Hi Daisy thanks for the welcome - already it feels very friendly and supportive on here - thanks ladies! Good luck with your house move - how stressful that can be!


Hi JPSCoey, any news yet have you tested?

Hi Shooting star, as a newcomer I read your post and I didn't read any malice into it so don't worry and don't leave, just put it down to experience and it will all be forgotten soon (I'm sure it already is!)

Hi Chrissy, congratulations on your success and hope all is going really well for you.

Sorry If I've forgotten anyone!

Well I am confused and wondering if anyone can help me. I have had 4 days of positive Ovulation tests now, Is this normal with clomid? I have a dragging pain on my right hand side which I think must be to do with ovulation?  I have been told to go back to the hospital on day 21 for a blood test, but this falls on this Sunday does anyone know if I can go on the Friday and it will still show up or MOnday - will that be too late?

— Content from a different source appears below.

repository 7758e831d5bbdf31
pub mod output;
pub mod progress;

pub use output::{OutputFormatter, OutputMode};
pub use progress::ProgressManager;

Keeping my fingers crossed for you all

love,
Jo xx


----------



## JW3

Jo - you may get 4 days of positive ov tests if you have PCOS, have you been checked out for this?  I have always found using the smiley faces ov tests much clearer.  Have you had any scans this cycle?  If you don't know exactly when you have ov'd its not possible to know which is day 21 so you are probably ok to go on the Monday.  However have you checked whether your clinic is open on a weekend as the one that I go to that is in a big hospital also opens saturday and sunday mornings?  When the blood test place is closed they do the blood test in the IVF unit for me.


----------



## strawberryjam

Hello,

15dpo, no af but spotting today (tmi) old blood, just waiting to see what happens 

 to you all
x


----------



## jclewis80

Hi Jenny,

Thank you for the support. Yes I have been scanned for PCOS a few months ago before they decided to put me on Clomid - they told I don't have it.
I think I will get the smiley faces tests instead - at least they are lot clearer - thanks for the advice.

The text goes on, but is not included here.